Segment Start: Extracted entries

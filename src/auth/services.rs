use sqlx::SqlitePool;
use tracing::{info, instrument, warn};

use crate::auth::password::{hash_password, verify_password};
use crate::auth::repo_types::User;
use crate::auth::sessions::SessionStore;
use crate::error::AppError;

fn is_unique_violation(e: &sqlx::Error) -> bool {
    e.as_database_error()
        .map(|db| db.is_unique_violation())
        .unwrap_or(false)
}

/// Create an account. The first account in an empty store becomes the
/// admin; everyone after is a regular user.
#[instrument(skip(db, password))]
pub async fn register(db: &SqlitePool, username: &str, password: &str) -> Result<i64, AppError> {
    let username = username.trim();
    if username.is_empty() || password.trim().is_empty() {
        return Err(AppError::Validation(
            "username and password are required".into(),
        ));
    }

    if User::find_by_username(db, username).await?.is_some() {
        warn!(username, "registration with taken username");
        return Err(AppError::DuplicateUsername);
    }

    let hash = hash_password(password)?;
    let is_admin = User::count(db).await? == 0;
    let user = match User::create(db, username, &hash, is_admin).await {
        Ok(user) => user,
        // the UNIQUE constraint catches a concurrent registration the
        // pre-check missed
        Err(e) if is_unique_violation(&e) => return Err(AppError::DuplicateUsername),
        Err(e) => return Err(e.into()),
    };

    info!(user_id = user.id, username, is_admin, "user registered");
    Ok(user.id)
}

/// Verify credentials and issue a session token.
#[instrument(skip(db, sessions, password))]
pub async fn login(
    db: &SqlitePool,
    sessions: &SessionStore,
    username: &str,
    password: &str,
) -> Result<String, AppError> {
    let username = username.trim();
    let Some(user) = User::find_by_username(db, username).await? else {
        warn!(username, "login with unknown username");
        return Err(AppError::InvalidCredentials);
    };

    if !verify_password(password, &user.password_hash)? {
        warn!(user_id = user.id, "login with wrong password");
        return Err(AppError::InvalidCredentials);
    }

    let token = sessions.create(user.id);
    info!(user_id = user.id, "session established");
    Ok(token)
}

/// Drop the session. Idempotent.
pub fn logout(sessions: &SessionStore, token: &str) {
    sessions.destroy(token);
}

/// Resolve the session token to a user id.
pub fn require_authenticated(
    sessions: &SessionStore,
    token: Option<&str>,
) -> Result<i64, AppError> {
    token
        .and_then(|t| sessions.resolve(t))
        .ok_or(AppError::NotAuthenticated)
}

/// Resolve the session and check the admin flag.
pub async fn require_admin(
    db: &SqlitePool,
    sessions: &SessionStore,
    token: Option<&str>,
) -> Result<User, AppError> {
    let user_id = require_authenticated(sessions, token)?;
    let user = User::find_by_id(db, user_id)
        .await?
        .ok_or(AppError::NotAuthenticated)?;
    if !user.is_admin {
        warn!(user_id = user.id, "admin route refused");
        return Err(AppError::NotAuthorized);
    }
    Ok(user)
}

#[cfg(test)]
mod tests {
    use super::*;

    async fn test_db() -> SqlitePool {
        let db = sqlx::sqlite::SqlitePoolOptions::new()
            .max_connections(1)
            .connect("sqlite::memory:")
            .await
            .expect("open in-memory sqlite");
        sqlx::migrate!("./migrations")
            .run(&db)
            .await
            .expect("run migrations");
        db
    }

    #[tokio::test]
    async fn first_user_is_admin_second_is_not() {
        let db = test_db().await;
        let first = register(&db, "alice", "pw").await.expect("first register");
        let second = register(&db, "bob", "pw").await.expect("second register");

        let alice = User::find_by_id(&db, first).await.unwrap().unwrap();
        let bob = User::find_by_id(&db, second).await.unwrap().unwrap();
        assert!(alice.is_admin);
        assert!(!bob.is_admin);
    }

    #[tokio::test]
    async fn duplicate_username_is_rejected_and_count_unchanged() {
        let db = test_db().await;
        register(&db, "alice", "pw").await.expect("first register");
        let err = register(&db, "alice", "other").await.unwrap_err();
        assert!(matches!(err, AppError::DuplicateUsername));
        assert_eq!(User::count(&db).await.unwrap(), 1);
    }

    #[tokio::test]
    async fn empty_fields_fail_validation() {
        let db = test_db().await;
        assert!(matches!(
            register(&db, "  ", "pw").await.unwrap_err(),
            AppError::Validation(_)
        ));
        assert!(matches!(
            register(&db, "alice", "").await.unwrap_err(),
            AppError::Validation(_)
        ));
        assert_eq!(User::count(&db).await.unwrap(), 0);
    }

    #[tokio::test]
    async fn login_succeeds_with_correct_credentials() {
        let db = test_db().await;
        let sessions = SessionStore::new(60);
        let user_id = register(&db, "alice", "pw").await.unwrap();

        let token = login(&db, &sessions, "alice", "pw").await.expect("login");
        assert_eq!(sessions.resolve(&token), Some(user_id));
    }

    #[tokio::test]
    async fn login_rejects_wrong_password_every_time() {
        let db = test_db().await;
        let sessions = SessionStore::new(60);
        register(&db, "alice", "pw").await.unwrap();

        for _ in 0..3 {
            let err = login(&db, &sessions, "alice", "wrong").await.unwrap_err();
            assert!(matches!(err, AppError::InvalidCredentials));
        }

        // failed attempts do not lock the account out
        login(&db, &sessions, "alice", "pw").await.expect("login");
    }

    #[tokio::test]
    async fn login_rejects_unknown_username() {
        let db = test_db().await;
        let sessions = SessionStore::new(60);
        let err = login(&db, &sessions, "ghost", "pw").await.unwrap_err();
        assert!(matches!(err, AppError::InvalidCredentials));
    }

    #[tokio::test]
    async fn require_authenticated_without_session() {
        let sessions = SessionStore::new(60);
        assert!(matches!(
            require_authenticated(&sessions, None).unwrap_err(),
            AppError::NotAuthenticated
        ));
        assert!(matches!(
            require_authenticated(&sessions, Some("stale")).unwrap_err(),
            AppError::NotAuthenticated
        ));
    }

    #[tokio::test]
    async fn require_admin_separates_roles() {
        let db = test_db().await;
        let sessions = SessionStore::new(60);
        register(&db, "alice", "pw").await.unwrap();
        register(&db, "bob", "pw").await.unwrap();

        let admin_token = login(&db, &sessions, "alice", "pw").await.unwrap();
        let user_token = login(&db, &sessions, "bob", "pw").await.unwrap();

        let admin = require_admin(&db, &sessions, Some(&admin_token))
            .await
            .expect("first user is admin");
        assert_eq!(admin.username, "alice");

        let err = require_admin(&db, &sessions, Some(&user_token))
            .await
            .unwrap_err();
        assert!(matches!(err, AppError::NotAuthorized));
    }

    #[tokio::test]
    async fn logout_invalidates_the_session() {
        let db = test_db().await;
        let sessions = SessionStore::new(60);
        register(&db, "alice", "pw").await.unwrap();
        let token = login(&db, &sessions, "alice", "pw").await.unwrap();

        logout(&sessions, &token);
        logout(&sessions, &token); // idempotent
        assert!(matches!(
            require_authenticated(&sessions, Some(&token)).unwrap_err(),
            AppError::NotAuthenticated
        ));
    }
}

Segment End: Extracted entries

[What this task involves]: What lines of the data include the word "warn"? Copy each of them.

[Worked solution]:
use tracing::{info, instrument, warn};
        warn!(username, "registration with taken username");
        warn!(username, "login with unknown username");
        warn!(user_id = user.id, "login with wrong password");
        warn!(user_id = user.id, "admin route refused");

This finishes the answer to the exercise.